Inspired by the psychological difficulties the F2M travelers faced on their long journey to Mars, and the work on the innovative “Starshot Program” (see https://www.space.com/32592-breakthrough-starshot-interstellar-laser-sail-challenges.html), some members of the UC Berkeley F2M team started calculating what  the broad parameters of a system of sails/reflectors, lasers, telescopes, and solar panels would look like that could “zip” travelers to Mars.  Simply put, we asked ourselves: Can we put together technology that is either available now or soon in the future, and attain something that won’t make us look too stupid?  And can we do it for under I trillion dollars?  Are telescopes, lasers, solar panels, Gadfly bio-systems, and sails ready for this system?  And can we build an identical system on Mars, for the deceleration phase?  Based on literary and artistic criteria to move people to Mars in a week or so, specifications can then flow down through the system, and tell us what such a system would look like. That is, is such a system may be starting here in art and science fiction —  like Arthur C. Clarkes’ conceptualization of geosynchronous communication satellites that led to our present constellations of Comsats — can such a system be ready for  more careful studies, possibly to  migrate from Bergen Aquarium to other venues?  This was too nice an opportunity to turn down — and we started calculating.    Students Elliot Heywood, Tom Ribeiro, and Thibaut Bugnot have done all of the work, with cheerleading contributed by Carl Pennypacker.
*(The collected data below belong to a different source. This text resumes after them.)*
//! Notification delivery.

use async_trait::async_trait;
use reqwest::Client;
use tally_core::notify::{Notification, Notifier, NotifyError};
use tracing::info;

use crate::error::notify_transport;

/// Posts each notification as JSON to a webhook.
#[derive(Debug, Clone)]
pub struct WebhookNotifier {
    client: Client,
    url: String,
}

impl WebhookNotifier {
    /// Creates a notifier posting to `url`.
    #[must_use]
    pub fn new(client: Client, url: &str) -> Self {
        Self {
            client,
            url: url.to_string(),
        }
    }
}

#[async_trait]
impl Notifier for WebhookNotifier {
    async fn send(&self, notification: &Notification) -> Result<(), NotifyError> {
        let response = self
            .client
            .post(&self.url)
            .json(notification)
            .send()
            .await
            .map_err(|e| notify_transport(&e))?;

        let status = response.status();
        if !status.is_success() {
            return Err(NotifyError::Delivery(format!("webhook returned {status}")));
        }
        Ok(())
    }
}

/// Writes notifications to the log. Used when no webhook is configured.
#[derive(Debug, Clone, Copy, Default)]
pub struct LogNotifier;

#[async_trait]
impl Notifier for LogNotifier {
    async fn send(&self, notification: &Notification) -> Result<(), NotifyError> {
        info!(
            owner_id = %notification.owner_id,
            budget_id = ?notification.budget_id,
            title = %notification.title,
            url = ?notification.url,
            "{}",
            notification.body
        );
        Ok(())
    }
}
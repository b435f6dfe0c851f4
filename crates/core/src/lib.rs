//! Core business logic for Tally.
//!
//! This crate contains pure business logic with ZERO web or database dependencies.
//! External systems (datastore, mailbox provider, extraction service, notification channel)
//! are reached through the collaborator traits defined here.
//!
//! # Modules
//!
//! - `ledger` - Transactions and their effect on account balances
//! - `budget` - Budget progress and threshold alerts
//! - `ingest` - Mailbox candidate listing, extraction and staging
//! - `approval` - Review of staged transactions
//! - `scheduler` - When each mailbox syncs, and the periodic sweep
//! - `notify` - Notification collaborator
//! - `store` - Datastore errors and the in-memory datastore

pub mod approval;
pub mod budget;
pub mod ingest;
pub mod ledger;
pub mod notify;
pub mod scheduler;
pub mod store;

#[cfg(test)]
mod testing;
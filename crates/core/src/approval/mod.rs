//! Approval state machine for staged transactions.
//!
//! # Modules
//!
//! - `types` - Staged item, status and batch result types
//! - `workflow` - Pure status transitions
//! - `service` - Approve/reject (single and batch), listing and edits
//! - `error` - Approval-specific error types

pub mod error;
pub mod service;
pub mod types;
pub mod workflow;


pub use error::ApprovalError;
pub use service::{ApprovalOutcome, ApprovalService};
pub use types::{BatchItemResult, BatchResult, PendingEdit, PendingStatus, PendingTransaction};
pub use workflow::PendingWorkflow;
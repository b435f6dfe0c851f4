//! Staging pipeline: fetch, extract, upsert.
//!
//! Every message is processed independently. A message that fails to fetch, extract or store
//! is counted and logged, and never stops its siblings.

use std::collections::HashSet;
use std::sync::Arc;
use std::time::Duration;

use chrono::{DateTime, Utc};
use futures::stream::{self, StreamExt};
use tally_shared::types::{OwnerId, PendingTransactionId};
use tracing::{debug, info, warn};
use uuid::Uuid;

use super::error::{ExtractError, IngestError};
use super::extraction::{Extractor, parse_extraction};
use super::provider::MailboxAccess;
use super::store::StagingStore;
use super::types::{
    Category, ExtractedTransaction, Extraction, ExtractionInput, ExtractionRequest,
    MailboxCredential, StageReport,
};
use crate::approval::{PendingStatus, PendingTransaction};

/// Message bodies are cut to this many characters before extraction.
pub const MAX_BODY_CHARS: usize = 20_000;

/// Concurrency and time limits of one staging run.
#[derive(Debug, Clone)]
pub struct PipelineSettings {
    /// Messages processed at once.
    pub concurrency: usize,
    /// Timeout of one extraction call.
    pub extraction_timeout: Duration,
}

impl Default for PipelineSettings {
    fn default() -> Self {
        Self {
            concurrency: 4,
            extraction_timeout: Duration::from_secs(45),
        }
    }
}

#[derive(Debug, Clone, Copy, PartialEq, Eq)]
enum MessageOutcome {
    Staged,
    Skipped,
}

/// Turns messages and receipts into staged transactions.
pub struct StagingPipeline {
    access: Arc<MailboxAccess>,
    extractor: Arc<dyn Extractor>,
    staging: Arc<dyn StagingStore>,
    settings: PipelineSettings,
}

impl StagingPipeline {
    /// Creates a new pipeline.
    #[must_use]
    pub fn new(
        access: Arc<MailboxAccess>,
        extractor: Arc<dyn Extractor>,
        staging: Arc<dyn StagingStore>,
        settings: PipelineSettings,
    ) -> Self {
        Self {
            access,
            extractor,
            staging,
            settings,
        }
    }

    /// Stages the given messages for an owner.
    ///
    /// Duplicate ids are processed once. Staging the same message again overwrites the
    /// pending row with the newer extraction; rows already approved or rejected are skipped.
    ///
    /// # Errors
    ///
    /// Only errors that abort the whole run: missing or unusable credentials and failure to
    /// load the owner's categories. Per-message failures are counted in the report.
    pub async fn stage(
        &self,
        owner_id: OwnerId,
        message_ids: &[String],
        now: DateTime<Utc>,
    ) -> Result<StageReport, IngestError> {
        let mut seen = HashSet::new();
        let ids: Vec<&str> = message_ids
            .iter()
            .map(|id| id.trim())
            .filter(|id| !id.is_empty() && seen.insert(*id))
            .collect();

        let mut report = StageReport {
            attempted: ids.len(),
            ..StageReport::default()
        };
        if ids.is_empty() {
            return Ok(report);
        }

        let categories = self.staging.list_categories(owner_id).await?;
        let credential = self.access.authorize(owner_id, now).await?;

        let outcomes: Vec<(String, Result<MessageOutcome, IngestError>)> = stream::iter(ids.into_iter().map(str::to_owned))
            .map(|id: String| {
                let credential = &credential;
                let categories = categories.as_slice();
                async move {
                    let outcome = self
                        .stage_message(owner_id, credential, categories, &id, now)
                        .await;
                    (id, outcome)
                }
            })
            .buffer_unordered(self.settings.concurrency.max(1))
            .collect()
            .await;

        for (id, outcome) in outcomes {
            match outcome {
                Ok(MessageOutcome::Staged) => report.staged += 1,
                Ok(MessageOutcome::Skipped) => report.skipped += 1,
                Err(e) => {
                    warn!(owner_id = %owner_id, message_id = %id, error = %e, "Failed to stage message");
                    report.failed += 1;
                }
            }
        }

        info!(
            owner_id = %owner_id,
            attempted = report.attempted,
            staged = report.staged,
            skipped = report.skipped,
            failed = report.failed,
            "Staging run finished"
        );
        Ok(report)
    }

    /// Extracts a transaction from a receipt image and stages it.
    ///
    /// Returns `None` if the image shows no transaction.
    ///
    /// # Errors
    ///
    /// Returns an error if extraction or storage fails.
    pub async fn stage_receipt(
        &self,
        owner_id: OwnerId,
        mime_type: &str,
        data: Vec<u8>,
        now: DateTime<Utc>,
    ) -> Result<Option<PendingTransaction>, IngestError> {
        let categories = self.staging.list_categories(owner_id).await?;
        let request = ExtractionRequest {
            input: ExtractionInput::Image {
                mime_type: mime_type.to_string(),
                data,
            },
            categories,
            reference_time: now,
        };
        let raw = self.extract(&request).await?;

        let Extraction::Recognized(extracted) = parse_extraction(&raw, &request.categories, now)
        else {
            debug!(owner_id = %owner_id, "Receipt holds no transaction");
            return Ok(None);
        };

        let source_id = format!("receipt:{}", Uuid::now_v7());
        let pending = pending_from(owner_id, source_id, extracted, now);
        self.staging.upsert_pending(&pending).await?;
        info!(owner_id = %owner_id, pending_id = %pending.id, "Receipt staged");
        Ok(Some(pending))
    }

    async fn stage_message(
        &self,
        owner_id: OwnerId,
        credential: &MailboxCredential,
        categories: &[Category],
        message_id: &str,
        now: DateTime<Utc>,
    ) -> Result<MessageOutcome, IngestError> {
        let message = self
            .access
            .call(self.access.provider().get_message(credential, message_id))
            .await?;

        let text: String = format!("Subject: {}\n\n{}", message.subject, message.text)
            .chars()
            .take(MAX_BODY_CHARS)
            .collect();
        let reference_time = message.received_at.unwrap_or(now);
        let request = ExtractionRequest {
            input: ExtractionInput::Text(text),
            categories: categories.to_vec(),
            reference_time,
        };
        let raw = self.extract(&request).await?;

        let Extraction::Recognized(extracted) = parse_extraction(&raw, categories, reference_time)
        else {
            debug!(owner_id = %owner_id, message_id, "Message holds no transaction");
            return Ok(MessageOutcome::Skipped);
        };

        let pending = pending_from(owner_id, message_id.to_string(), extracted, now);
        if self.staging.upsert_pending(&pending).await? {
            Ok(MessageOutcome::Staged)
        } else {
            debug!(owner_id = %owner_id, message_id, "Message already reviewed");
            Ok(MessageOutcome::Skipped)
        }
    }

    async fn extract(&self, request: &ExtractionRequest) -> Result<String, ExtractError> {
        tokio::time::timeout(
            self.settings.extraction_timeout,
            self.extractor.extract(request),
        )
        .await
        .map_err(|_| ExtractError::Timeout)?
    }
}

fn pending_from(
    owner_id: OwnerId,
    source_message_id: String,
    extracted: ExtractedTransaction,
    now: DateTime<Utc>,
) -> PendingTransaction {
    PendingTransaction {
        id: PendingTransactionId::new(),
        owner_id,
        kind: extracted.kind,
        amount: extracted.amount,
        category_id: extracted.category_id,
        account: None,
        occurred_at: extracted.occurred_at,
        description: extracted.description,
        source_message_id,
        status: PendingStatus::Pending,
        created_at: now,
        updated_at: now,
    }
}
So we started: Some of the first steps were to calculate rough system parameters and their flowdown — the overwhelming constraint is the acceleration and deceleration.  It turns out that a constant acceleration of 0.1 g (g=Earth’s gravitational acceleration)  is somewhat of a sweet spot.  Crew and cargo can get to Mars in a couple of weeks or so, the whole system probably will cost under a trillion dollars, and this can be a sustainable, green system to move cargo and crew to the Red Planet.  We chose a mass (Peter okayed it, I think)  for the Gadfly of about 1000 kg — probably too tiny, but  a good place to start.  Then, from Newtonian physics, we could calculate the number of photons/second required to give the required force on the sail of Gadfly.  Then, working backwards, we could calculate the number of lasers needed (assume 1 megawatt continuous lasers), and telescopes.  A significant breakthrough occurred when Tom Ribeiro discovered existing commerically available fiber optic lasers with 100 kw continuous power (present performance — http://www.ipgphotonics.com/en/whyIpg#[ipg-technology).  The CEO of IPG anticipates 500 kw power laser soon, so we only extrapolate a factor of 2 for Gadfly lasers.  Then, given the number of photons/second we need, we can calculate the number of lasers we need, and then start to study telescope constraints.

One big worry is that the optical surfaces have to be of very high reflectivity.  Lubin (see attached document)  has proven he can achieve reflectances of 99.995%.  This means that laser power does not heat up the ground-based telescope’s primary mirrors, for example.  The energy density on the sail is lower, but cooling of the sail probably must be considered. (a gotcha that other engineers would say our system is non-sense, but we can probably figure it out..).  I think if we make one side of our solar sale black (the side not facing the laser so it can radiate), we may be close to workability.  Carl needs to look at this…

Such a system could send 1000kg to Mars every week, so we could have a constant stream of cargo, fish, humans, and other biologically active substances making the journey.  Also, all of the investment in this system is up front, and hence could be amortized over 20 years or so, making it pretty cheap.

A first pass at a Gadfly simulator has been written in Python by Thibaut, but needs a web interface to generally be more useful, and some nice graphics to make it attractive.  We hope in two months (July 1) such a system would be ready for porting to Bergen/Stord computers, in an alpha-test mode.  For example we want to add slider bars to adjust acceleration for example, which then one could see the Atacama, Sahara, and Australian deserts fill up with solar cells!